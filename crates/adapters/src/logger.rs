//! Logger adapters: JSON lines over a [`LogSink`], or forwarding to `tracing`.

use crate::log_sink::LogSink;
use scantel_ports::{LogEvent, LogFields, LogLevel, LoggerPort};
use scantel_shared::{REDACTED, is_secret_key};
use serde_json::{Map, Value};
use std::sync::Arc;
use std::time::{SystemTime, UNIX_EPOCH};

const SERIALIZE_FAILED_LINE: &str =
    "{\"timestampMs\":0,\"level\":\"error\",\"event\":\"logger.serialize_failed\",\"message\":\"log serialization failed\"}\n";

/// JSON logger emitting one line per event.
#[derive(Clone)]
pub struct JsonLogger {
    sink: Arc<dyn LogSink>,
    base_fields: LogFields,
    min_level: LogLevel,
}

impl JsonLogger {
    /// Logger writing to `sink` at `info` and above.
    #[must_use]
    pub fn new(sink: Arc<dyn LogSink>) -> Self {
        Self {
            sink,
            base_fields: LogFields::new(),
            min_level: LogLevel::Info,
        }
    }

    /// Set base fields applied to every event.
    #[must_use]
    pub fn with_base_fields(mut self, fields: LogFields) -> Self {
        self.base_fields = fields;
        self
    }

    /// Set the minimum log level.
    #[must_use]
    pub const fn with_min_level(mut self, level: LogLevel) -> Self {
        self.min_level = level;
        self
    }

    fn render(&self, event: LogEvent) -> String {
        let mut fields = merged_fields(&self.base_fields, event.fields);

        let mut payload = Map::new();
        payload.insert("timestampMs".to_string(), Value::from(now_epoch_ms()));
        payload.insert("level".to_string(), Value::from(event.level.as_str()));
        payload.insert("event".to_string(), Value::from(&*event.event));
        payload.insert("message".to_string(), Value::from(&*event.message));
        if !fields.is_empty() {
            redact_object(&mut fields);
            payload.insert("fields".to_string(), Value::Object(fields));
        }
        if let Some(mut error) = event.error {
            redact_value(&mut error);
            payload.insert("error".to_string(), error);
        }

        serde_json::to_string(&Value::Object(payload)).map_or_else(
            |_| SERIALIZE_FAILED_LINE.to_string(),
            |mut encoded| {
                encoded.push('\n');
                encoded
            },
        )
    }
}

impl LoggerPort for JsonLogger {
    fn log(&self, event: LogEvent) {
        if event.level < self.min_level {
            return;
        }
        let line = self.render(event);
        self.sink.write_line(&line);
    }

    fn child(&self, fields: LogFields) -> Box<dyn LoggerPort> {
        let mut base_fields = self.base_fields.clone();
        base_fields.extend(fields);
        Box::new(Self {
            sink: Arc::clone(&self.sink),
            base_fields,
            min_level: self.min_level,
        })
    }
}

/// Logger forwarding events to the `tracing` subscriber installed by the host.
///
/// Fields are flattened into one JSON-encoded `fields` value.
#[derive(Debug, Clone, Default)]
pub struct TracingLogger {
    base_fields: LogFields,
}

impl TracingLogger {
    /// Logger without base fields.
    #[must_use]
    pub fn new() -> Self {
        Self::default()
    }
}

impl LoggerPort for TracingLogger {
    fn log(&self, event: LogEvent) {
        let mut fields = merged_fields(&self.base_fields, event.fields);
        redact_object(&mut fields);
        let fields = Value::Object(fields).to_string();
        let error = event.error.map(|mut error| {
            redact_value(&mut error);
            error.to_string()
        });
        let error = error.as_deref().unwrap_or("");
        let name = &*event.event;
        let message = &*event.message;

        match event.level {
            LogLevel::Debug => {
                tracing::debug!(event = name, fields = fields.as_str(), error, "{message}");
            },
            LogLevel::Info => {
                tracing::info!(event = name, fields = fields.as_str(), error, "{message}");
            },
            LogLevel::Warn => {
                tracing::warn!(event = name, fields = fields.as_str(), error, "{message}");
            },
            LogLevel::Error => {
                tracing::error!(event = name, fields = fields.as_str(), error, "{message}");
            },
        }
    }

    fn child(&self, fields: LogFields) -> Box<dyn LoggerPort> {
        let mut base_fields = self.base_fields.clone();
        base_fields.extend(fields);
        Box::new(Self { base_fields })
    }
}

fn merged_fields(base: &LogFields, extra: Option<LogFields>) -> Map<String, Value> {
    base.iter()
        .map(|(key, value)| (key.to_string(), value.clone()))
        .chain(
            extra
                .into_iter()
                .flatten()
                .map(|(key, value)| (key.into_string(), value)),
        )
        .collect()
}

fn redact_object(map: &mut Map<String, Value>) {
    for (key, value) in map.iter_mut() {
        if is_secret_key(key) {
            *value = Value::from(REDACTED);
        } else {
            redact_value(value);
        }
    }
}

fn redact_value(value: &mut Value) {
    match value {
        Value::Object(map) => redact_object(map),
        Value::Array(items) => items.iter_mut().for_each(redact_value),
        _ => {},
    }
}

fn now_epoch_ms() -> u64 {
    SystemTime::now()
        .duration_since(UNIX_EPOCH)
        .ok()
        .and_then(|duration| u64::try_from(duration.as_millis()).ok())
        .unwrap_or_default()
}
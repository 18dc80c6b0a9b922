//! Meter provider adapters.
//!
//! - [`InMemoryMeterProvider`]: pull registry rendered as text exposition.
//! - [`JsonLinesMeterProvider`]: one JSON line per sample over a `LogSink`.
//! - [`NoopMeterProvider`]: accepts everything, records nothing.
//! - `OtelMeterProvider` (feature `otlp`): periodic OTLP/HTTP push.

mod in_memory;
mod json_lines;
mod noop;
#[cfg(feature = "otlp")]
mod otlp;

pub use in_memory::InMemoryMeterProvider;
pub use json_lines::JsonLinesMeterProvider;
pub use noop::NoopMeterProvider;
#[cfg(feature = "otlp")]
pub use otlp::OtelMeterProvider;

use scantel_ports::InstrumentSpec;
use scantel_shared::{ErrorEnvelope, Result};

const MAX_INSTRUMENT_NAME_LEN: usize = 255;

/// Apply the OpenTelemetry instrument name rules.
///
/// Names start with an ASCII letter, continue with ASCII alphanumerics or
/// `_ . - /`, and are at most 255 characters long. Violations surface as
/// `telemetry:instrument_creation`.
pub fn validate_instrument_name(spec: &InstrumentSpec) -> Result<()> {
    let name = spec.name.as_str();
    let mut chars = name.chars();
    let starts_with_letter = chars.next().is_some_and(|c| c.is_ascii_alphabetic());
    if !starts_with_letter {
        return Err(ErrorEnvelope::instrument_creation(
            name,
            format!("instrument name {name:?} must start with an ASCII letter"),
        ));
    }
    if let Some(bad) = chars.find(|c| !(c.is_ascii_alphanumeric() || "_.-/".contains(*c))) {
        return Err(ErrorEnvelope::instrument_creation(
            name,
            format!("instrument name {name:?} contains unsupported character {bad:?}"),
        ));
    }
    if name.len() > MAX_INSTRUMENT_NAME_LEN {
        return Err(ErrorEnvelope::instrument_creation(
            name,
            format!("instrument name exceeds {MAX_INSTRUMENT_NAME_LEN} characters"),
        ));
    }
    Ok(())
}

#[cfg(test)]
mod tests {
    use super::*;
    use proptest::prelude::*;
    use scantel_domain::InstrumentName;
    use scantel_shared::ErrorCode;

    fn spec(name: &str) -> Result<InstrumentSpec> {
        Ok(InstrumentSpec::counter(InstrumentName::parse(name)?))
    }

    #[test]
    fn accepts_dotted_names() -> Result<()> {
        validate_instrument_name(&spec("scantel.object_store.bytes")?)?;
        validate_instrument_name(&spec("a/b-c_d.e1")?)?;
        Ok(())
    }

    #[test]
    fn rejects_bad_first_char_and_symbols() -> Result<()> {
        for name in ["1rows", "_rows", "rows total", "rows{x}"] {
            let error = validate_instrument_name(&spec(name)?).err();
            assert_eq!(
                error.map(|error| error.code),
                Some(ErrorCode::instrument_creation()),
                "{name}"
            );
        }
        Ok(())
    }

    #[test]
    fn rejects_overlong_names() -> Result<()> {
        let long = format!("a{}", "b".repeat(MAX_INSTRUMENT_NAME_LEN));
        assert!(validate_instrument_name(&spec(&long)?).is_err());
        Ok(())
    }

    proptest! {
        #[test]
        fn names_from_the_allowed_alphabet_pass(name in "[a-zA-Z][a-zA-Z0-9_./-]{0,40}") {
            let spec = spec(&name).map_err(|error| TestCaseError::fail(error.to_string()))?;
            prop_assert!(validate_instrument_name(&spec).is_ok());
        }
    }
}
//! Structured logging boundary contract.

use std::collections::BTreeMap;
use std::fmt;

/// Log level, ordered from least to most severe.
#[derive(Debug, Clone, Copy, PartialEq, Eq, PartialOrd, Ord, Hash)]
pub enum LogLevel {
    /// Debug.
    Debug,
    /// Info.
    Info,
    /// Warn.
    Warn,
    /// Error.
    Error,
}

impl LogLevel {
    /// Parse `debug|info|warn|warning|error` (case-insensitive).
    #[must_use]
    pub fn parse(input: &str) -> Option<Self> {
        match input.trim().to_ascii_lowercase().as_str() {
            "debug" | "trace" => Some(Self::Debug),
            "info" => Some(Self::Info),
            "warn" | "warning" => Some(Self::Warn),
            "error" => Some(Self::Error),
            _ => None,
        }
    }

    /// Lowercase name.
    #[must_use]
    pub const fn as_str(self) -> &'static str {
        match self {
            Self::Debug => "debug",
            Self::Info => "info",
            Self::Warn => "warn",
            Self::Error => "error",
        }
    }
}

impl fmt::Display for LogLevel {
    fn fmt(&self, formatter: &mut fmt::Formatter<'_>) -> fmt::Result {
        formatter.write_str(self.as_str())
    }
}

/// Additional event fields.
pub type LogFields = BTreeMap<Box<str>, serde_json::Value>;

/// Structured log event.
#[derive(Debug, Clone, PartialEq, Eq)]
pub struct LogEvent {
    /// Stable event name (`metrics.install`, `exporter.snapshot_written`, ...).
    pub event: Box<str>,
    /// Severity.
    pub level: LogLevel,
    /// Human-readable message.
    pub message: Box<str>,
    /// Optional structured fields.
    pub fields: Option<LogFields>,
    /// Optional error payload.
    pub error: Option<serde_json::Value>,
}

impl LogEvent {
    /// Event without error payload.
    #[must_use]
    pub fn new(level: LogLevel, event: &str, message: &str, fields: Option<LogFields>) -> Self {
        Self {
            event: event.into(),
            level,
            message: message.into(),
            fields,
            error: None,
        }
    }

    /// Attach a serialized error payload.
    #[must_use]
    pub fn with_error(mut self, error: serde_json::Value) -> Self {
        self.error = Some(error);
        self
    }
}

/// Boundary contract for structured logging.
pub trait LoggerPort: Send + Sync {
    /// Emit a structured event.
    fn log(&self, event: LogEvent);

    /// Create a child logger with base fields applied to every event.
    fn child(&self, fields: LogFields) -> Box<dyn LoggerPort>;

    /// Convenience: debug event.
    fn debug(&self, event: &str, message: &str, fields: Option<LogFields>) {
        self.log(LogEvent::new(LogLevel::Debug, event, message, fields));
    }

    /// Convenience: info event.
    fn info(&self, event: &str, message: &str, fields: Option<LogFields>) {
        self.log(LogEvent::new(LogLevel::Info, event, message, fields));
    }

    /// Convenience: warn event.
    fn warn(&self, event: &str, message: &str, fields: Option<LogFields>) {
        self.log(LogEvent::new(LogLevel::Warn, event, message, fields));
    }

    /// Convenience: error event.
    fn error(&self, event: &str, message: &str, fields: Option<LogFields>) {
        self.log(LogEvent::new(LogLevel::Error, event, message, fields));
    }
}

/// Build a [`LogFields`] map from `(key, value)` pairs.
pub fn log_fields<const N: usize>(pairs: [(&str, serde_json::Value); N]) -> LogFields {
    pairs
        .into_iter()
        .map(|(key, value)| (Box::<str>::from(key), value))
        .collect()
}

※ ※ ※

Task instructions
Beginning with the line holding "if let Some(bad)" and ending with the line holding "let error = validate_instrument_name(&spec(name)?).err();", write out the stretch of material above exactly; add no further lines.

Solution to this task
    if let Some(bad) = chars.find(|c| !(c.is_ascii_alphanumeric() || "_.-/".contains(*c))) {
        return Err(ErrorEnvelope::instrument_creation(
            name,
            format!("instrument name {name:?} contains unsupported character {bad:?}"),
        ));
    }
    if name.len() > MAX_INSTRUMENT_NAME_LEN {
        return Err(ErrorEnvelope::instrument_creation(
            name,
            format!("instrument name exceeds {MAX_INSTRUMENT_NAME_LEN} characters"),
        ));
    }
    Ok(())
}

#[cfg(test)]
mod tests {
    use super::*;
    use proptest::prelude::*;
    use scantel_domain::InstrumentName;
    use scantel_shared::ErrorCode;

    fn spec(name: &str) -> Result<InstrumentSpec> {
        Ok(InstrumentSpec::counter(InstrumentName::parse(name)?))
    }

    #[test]
    fn accepts_dotted_names() -> Result<()> {
        validate_instrument_name(&spec("scantel.object_store.bytes")?)?;
        validate_instrument_name(&spec("a/b-c_d.e1")?)?;
        Ok(())
    }

    #[test]
    fn rejects_bad_first_char_and_symbols() -> Result<()> {
        for name in ["1rows", "_rows", "rows total", "rows{x}"] {
            let error = validate_instrument_name(&spec(name)?).err();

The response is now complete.